With the values provided (\( \log_{2} 7 = 2.8074 \) and \( \log_{2} 5 = 2.3219 \)), we can calculate \( \log_{2} 11 \). This approach is essential when only partial data is available, transforming division within a logarithm to straightforward subtraction.

Evaluating logarithmic expressions involves combining various properties of logarithms to solve for unknown logarithmic values.
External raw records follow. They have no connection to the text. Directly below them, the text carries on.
//! Player roster operations.

use crate::model::{Game, Player};

/// Append a player with a fresh id and trimmed name. Rejects invalid names
/// and case-insensitive duplicates; a rejected call leaves the game unchanged.
pub fn add_player(game: &mut Game, name: &str) -> bool {
    if !validate_player_name(name) {
        tracing::warn!(name, "add_player: player name is invalid");
        return false;
    }
    let trimmed = name.trim();
    if has_player_with_name(game, trimmed) {
        tracing::warn!(name = trimmed, "add_player: player name already exists");
        return false;
    }
    game.player_list.push(Player::new(trimmed));
    tracing::debug!(game_id = %game.game_id, name = trimmed, "add_player: player added");
    true
}

/// Remove the player with the given id. Recorded rounds keep any entries for
/// the removed id; totals simply stop listing the player.
pub fn remove_player(game: &mut Game, player_id: &str) -> bool {
    if player_id.trim().is_empty() {
        tracing::warn!("remove_player: player id is blank");
        return false;
    }
    let before = game.player_list.len();
    game.player_list.retain(|p| p.id != player_id);
    let removed = game.player_list.len() < before;
    if removed {
        tracing::debug!(game_id = %game.game_id, player_id, "remove_player: player removed");
    } else {
        tracing::warn!(game_id = %game.game_id, player_id, "remove_player: player not found");
    }
    removed
}

/// The game's roster in seating order.
pub fn players(game: &Game) -> &[Player] {
    &game.player_list
}

/// UI-facing gate: trimmed length in [2, 20], letters/digits/spaces only.
pub fn validate_player_name(name: &str) -> bool {
    let trimmed = name.trim();
    let len = trimmed.chars().count();
    len >= 2 && len <= 20 && trimmed.chars().all(|c| c.is_alphanumeric() || c == ' ')
}

// Case folding has to cover the non-ASCII letters the roster allows.
fn has_player_with_name(game: &Game, name: &str) -> bool {
    let folded = name.to_lowercase();
    game.player_list
        .iter()
        .any(|p| p.name.to_lowercase() == folded)
}

#[cfg(test)]
mod tests {
    use super::*;
    use crate::model::GameType;

    fn empty_game() -> Game {
        Game::new("Test", GameType::GenelOyun, None)
    }

    #[test]
    fn test_add_player_trims_name() {
        let mut game = empty_game();
        assert!(add_player(&mut game, "  Ali  "));
        assert_eq!(game.player_list[0].name, "Ali");
    }

    #[test]
    fn test_add_player_rejects_invalid_names() {
        let mut game = empty_game();
        assert!(!add_player(&mut game, ""));
        assert!(!add_player(&mut game, "   "));
        assert!(!add_player(&mut game, "A"));
        assert!(!add_player(&mut game, "this name is far too long to fit"));
        assert!(game.player_list.is_empty());
    }

    #[test]
    fn test_add_player_rejects_case_insensitive_duplicate() {
        let mut game = empty_game();
        assert!(add_player(&mut game, "Ali"));
        assert!(!add_player(&mut game, "ali"));
        assert!(!add_player(&mut game, "ALI "));
        assert_eq!(game.player_list.len(), 1);
    }

    #[test]
    fn test_duplicate_check_folds_unicode_case() {
        let mut game = empty_game();
        assert!(add_player(&mut game, "Ayşe"));
        assert!(!add_player(&mut game, "AYŞE"));
        assert!(!add_player(&mut game, "ayşe "));
        assert_eq!(game.player_list.len(), 1);
    }

    #[test]
    fn test_players_returns_roster_in_order() {
        let mut game = empty_game();
        add_player(&mut game, "Ali");
        add_player(&mut game, "Veli");
        let roster = players(&game);
        assert_eq!(roster.len(), 2);
        assert_eq!(roster[0].name, "Ali");
        assert_eq!(roster[1].name, "Veli");
    }

    #[test]
    fn test_remove_player_by_id() {
        let mut game = empty_game();
        add_player(&mut game, "Ali");
        add_player(&mut game, "Veli");
        let id = game.player_list[0].id.clone();
        assert!(remove_player(&mut game, &id));
        assert_eq!(game.player_list.len(), 1);
        assert!(!remove_player(&mut game, &id));
        assert!(!remove_player(&mut game, " "));
    }

    #[test]
    fn test_validate_player_name_bounds() {
        assert!(validate_player_name("Al"));
        assert!(validate_player_name("Oyuncu 1"));
        assert!(!validate_player_name("A"));
        assert!(!validate_player_name("x".repeat(21).as_str()));
        assert!(!validate_player_name("Ali!"));
    }

    #[test]
    fn test_validate_player_name_accepts_unicode_letters() {
        assert!(validate_player_name("Ayşe"));
        assert!(validate_player_name("Ömer"));
    }
}
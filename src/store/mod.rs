//! Persistence boundary: a key-value store of serialized game payloads.

pub mod file;

pub use file::FileStore;

use async_trait::async_trait;
use thiserror::Error;

use crate::model::Game;
use crate::service::serializer;

#[derive(Debug, Error)]
pub enum StoreError {
    #[error("storage I/O failed: {0}")]
    Io(#[from] std::io::Error),
    #[error("game payload could not be serialized")]
    Serialize,
    #[error("stored payload for {0} could not be parsed")]
    Corrupt(String),
}

/// Key-value contract for serialized games: one payload per game id, an index
/// of known ids, and an optional "current game" pointer. Writes to the same
/// id are last-write-wins; the store does no versioning or conflict handling.
#[async_trait]
pub trait GameStore: Send + Sync {
    async fn save(&self, game_id: &str, payload: &str) -> Result<(), StoreError>;
    async fn load(&self, game_id: &str) -> Result<Option<String>, StoreError>;
    async fn delete(&self, game_id: &str) -> Result<(), StoreError>;
    async fn list_ids(&self) -> Result<Vec<String>, StoreError>;
    async fn current_id(&self) -> Result<Option<String>, StoreError>;
    async fn set_current_id(&self, game_id: Option<&str>) -> Result<(), StoreError>;
}

/// Serialize and persist a game under its own id.
pub async fn save_game<S: GameStore + ?Sized>(store: &S, game: &Game) -> Result<(), StoreError> {
    let payload = serializer::serialize_game(Some(game)).ok_or(StoreError::Serialize)?;
    store.save(&game.game_id, &payload).await
}

/// Load and parse a game by id. Ok(None) when the id is unknown; a payload
/// that exists but no longer parses is surfaced as corruption, not skipped.
pub async fn load_game<S: GameStore + ?Sized>(
    store: &S,
    game_id: &str,
) -> Result<Option<Game>, StoreError> {
    match store.load(game_id).await? {
        Some(payload) => serializer::deserialize_game(&payload)
            .map(Some)
            .ok_or_else(|| StoreError::Corrupt(game_id.to_string())),
        None => Ok(None),
    }
}

/// Load every game the index knows about, skipping ids whose payload is
/// missing or unreadable.
pub async fn load_all_games<S: GameStore + ?Sized>(store: &S) -> Result<Vec<Game>, StoreError> {
    let mut games = Vec::new();
    for id in store.list_ids().await? {
        match load_game(store, &id).await {
            Ok(Some(game)) => games.push(game),
            Ok(None) => tracing::warn!(game_id = %id, "indexed game has no payload"),
            Err(e) => tracing::warn!(game_id = %id, error = %e, "skipping unreadable game"),
        }
    }
    Ok(games)
}
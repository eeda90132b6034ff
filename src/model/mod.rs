//! Core domain types: games, players, score rounds.

pub mod config;

use std::collections::HashMap;

use serde::{Deserialize, Serialize};
use uuid::Uuid;

use config::GameConfig;

pub type PlayerId = String;

/// Supported game types. The variant name doubles as the wire discriminator
/// that selects which config shape `config` carries.
#[derive(Debug, Clone, Copy, Serialize, Deserialize, PartialEq, Eq, Hash)]
pub enum GameType {
    GenelOyun,
    Okey,
    YuzBirOkey,
}

impl GameType {
    pub fn display_name(&self) -> &'static str {
        match self {
            GameType::GenelOyun => "Genel Oyun",
            GameType::Okey => "Okey",
            GameType::YuzBirOkey => "101 Okey",
        }
    }
}

#[derive(Debug, Clone, Serialize, Deserialize, PartialEq, Eq)]
pub struct Player {
    pub id: PlayerId,
    pub name: String,
}

impl Player {
    /// New player with a fresh v4 id. The caller is responsible for trimming.
    pub fn new(name: &str) -> Self {
        Self {
            id: Uuid::new_v4().to_string(),
            name: name.to_string(),
        }
    }
}

/// One recorded round: a 1-based order and one point delta per player.
#[derive(Debug, Clone, Serialize, Deserialize, PartialEq, Eq)]
#[serde(rename_all = "camelCase")]
pub struct Score {
    pub score_order: u32,
    pub score_map: HashMap<PlayerId, i32>,
}

/// Transient (player, points) pair. Used both as round input and as
/// calculated-total output; never persisted on its own.
#[derive(Debug, Clone, Serialize, Deserialize, PartialEq, Eq)]
#[serde(rename_all = "camelCase")]
pub struct SingleScore {
    pub player_id: PlayerId,
    pub score: i32,
}

impl SingleScore {
    pub fn new(player_id: impl Into<PlayerId>, score: i32) -> Self {
        Self {
            player_id: player_id.into(),
            score,
        }
    }
}

/// Highest total among the given calculated scores, or None when empty.
pub fn winning_score(scores: &[SingleScore]) -> Option<i32> {
    scores.iter().map(|s| s.score).max()
}

/// Every entry whose total equals the maximum (ties included).
pub fn winners(scores: &[SingleScore]) -> Vec<SingleScore> {
    match winning_score(scores) {
        Some(top) => scores.iter().filter(|s| s.score == top).cloned().collect(),
        None => Vec::new(),
    }
}

/// Sort descending by total, preserving input order between equal totals.
pub fn sort_by_score(scores: &mut [SingleScore]) {
    scores.sort_by_key(|s| std::cmp::Reverse(s.score));
}

/// A full scoreboard: identity, players in seating order, recorded rounds,
/// and the game-type-specific rule config.
///
/// `Deserialize` is intentionally not derived: the `config` shape depends on
/// the sibling `gameType` discriminator, so parsing goes through
/// [`crate::service::serializer`].
#[derive(Debug, Clone, Serialize, PartialEq)]
#[serde(rename_all = "camelCase")]
pub struct Game {
    pub game_id: String,
    pub game_title: String,
    pub player_list: Vec<Player>,
    pub score: Vec<Score>,
    pub game_type: GameType,
    pub config: Option<GameConfig>,
}

impl Game {
    pub fn new(title: &str, game_type: GameType, config: Option<GameConfig>) -> Self {
        Self {
            game_id: Uuid::new_v4().to_string(),
            game_title: title.to_string(),
            player_list: Vec::new(),
            score: Vec::new(),
            game_type,
            config,
        }
    }

    pub fn round_count(&self) -> usize {
        self.score.len()
    }

    pub fn has_scores(&self) -> bool {
        !self.score.is_empty()
    }

    pub fn has_minimum_players(&self) -> bool {
        self.player_list.len() >= 2
    }

    pub fn player(&self, player_id: &str) -> Option<&Player> {
        self.player_list.iter().find(|p| p.id == player_id)
    }

    pub fn player_names(&self) -> Vec<String> {
        self.player_list.iter().map(|p| p.name.clone()).collect()
    }

    pub fn is_ready_to_play(&self) -> bool {
        !self.game_title.trim().is_empty() && self.has_minimum_players()
    }

    /// Highest recorded round order, 0 when no rounds exist.
    pub fn latest_round(&self) -> u32 {
        self.score.iter().map(|s| s.score_order).max().unwrap_or(0)
    }
}
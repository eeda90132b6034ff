//! Round recording and total calculation.

use std::collections::{HashMap, HashSet};

use crate::bounds::BoundsConfig;
use crate::model::{winners, Game, Score, SingleScore};
use crate::strategy::{ScoringStrategy, StandardScoring};

/// Records rounds and reduces them to totals via an injected strategy.
pub struct ScoreCalculator {
    strategy: Box<dyn ScoringStrategy>,
    bounds: BoundsConfig,
}

impl Default for ScoreCalculator {
    fn default() -> Self {
        Self::new(Box::new(StandardScoring), BoundsConfig::default())
    }
}

impl ScoreCalculator {
    pub fn new(strategy: Box<dyn ScoringStrategy>, bounds: BoundsConfig) -> Self {
        Self { strategy, bounds }
    }

    pub fn with_strategy(strategy: Box<dyn ScoringStrategy>) -> Self {
        Self::new(strategy, BoundsConfig::default())
    }

    pub fn strategy(&self) -> &dyn ScoringStrategy {
        self.strategy.as_ref()
    }

    /// Record one round. The entry list must cover each of the game's players
    /// exactly once, and for rule-bound game types every value must sit inside
    /// the configured range. Any failure rejects the whole round; the game is
    /// never left with a partial append.
    pub fn add_score(&self, game: &mut Game, score_list: &[SingleScore]) -> bool {
        let player_count = game.player_list.len();
        if score_list.len() != player_count {
            tracing::warn!(
                game_id = %game.game_id,
                players = player_count,
                entries = score_list.len(),
                "add_score: player count mismatch"
            );
            return false;
        }

        let player_ids: HashSet<&str> =
            game.player_list.iter().map(|p| p.id.as_str()).collect();
        if !score_list
            .iter()
            .all(|s| player_ids.contains(s.player_id.as_str()))
        {
            tracing::warn!(game_id = %game.game_id, "add_score: entry for unknown player");
            return false;
        }

        // Duplicate entries would collapse in the map and leave the round
        // covering fewer players than the roster.
        let distinct: HashSet<&str> = score_list.iter().map(|s| s.player_id.as_str()).collect();
        if distinct.len() != player_count {
            tracing::warn!(game_id = %game.game_id, "add_score: duplicate entry for a player");
            return false;
        }

        if let Some(bounds) = self.bounds.for_game_type(game.game_type) {
            if let Some(bad) = score_list.iter().find(|s| !bounds.contains(s.score)) {
                tracing::warn!(
                    game_id = %game.game_id,
                    game_type = game.game_type.display_name(),
                    value = bad.score,
                    min = bounds.min,
                    max = bounds.max,
                    "add_score: score out of range for game type"
                );
                return false;
            }
        }

        let score_map: HashMap<String, i32> = score_list
            .iter()
            .map(|s| (s.player_id.clone(), s.score))
            .collect();
        let score_order = game.score.len() as u32 + 1;
        game.score.push(Score {
            score_order,
            score_map,
        });
        tracing::debug!(game_id = %game.game_id, round = score_order, "add_score: round recorded");
        true
    }

    /// A player's value for one round. Rounds are 1-based; anything outside
    /// the recorded range, or a missing entry, reads as zero.
    pub fn get_player_round_score(&self, game: &Game, player_id: &str, round: u32) -> i32 {
        if round == 0 || round as usize > game.score.len() {
            return 0;
        }
        game.score
            .iter()
            .find(|s| s.score_order == round)
            .and_then(|s| s.score_map.get(player_id).copied())
            .unwrap_or(0)
    }

    /// Totals per player, ordering determined by the active strategy.
    pub fn get_calculated_score(&self, game: &Game) -> Vec<SingleScore> {
        self.strategy.calculate_scores(game)
    }

    /// Players whose total equals the maximum, ties included.
    pub fn get_game_leaders(&self, game: &Game) -> Vec<SingleScore> {
        winners(&self.get_calculated_score(game))
    }
}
This process often involves changing intricate logarithmic forms into simpler, computable parts.
Let’s consider how to evaluate an expression like \( \log_{2} 56 \) using the properties described above. Initially, express 56 as \( \log_{2} (5 \times 11) \), and employ the product property to write:

• \( \log_{2} 56 = \log_{2} 5 + \log_{2} 11 \)

Since \( \log_{2} 11 \) isn't directly provided, you can further use the quotient property by expressing 11 as \( \frac{7}{5} \) and finding:

• \( \log_{2} 11 = \log_{2} 7 - \log_{2} 5 \)

Substituting known values gives \( \log_{2} 11 = 2.8074 - 2.3219 = 0.4855 \).
By adding these evaluated parts back:

• \( \log_{2} 56 = 2.3219 + 0.4855 = 2.8074 \)

This method showcases how effectively using logarithmic properties allows you to solve expressions step-by-step, simplifying and gradually solving complex problems.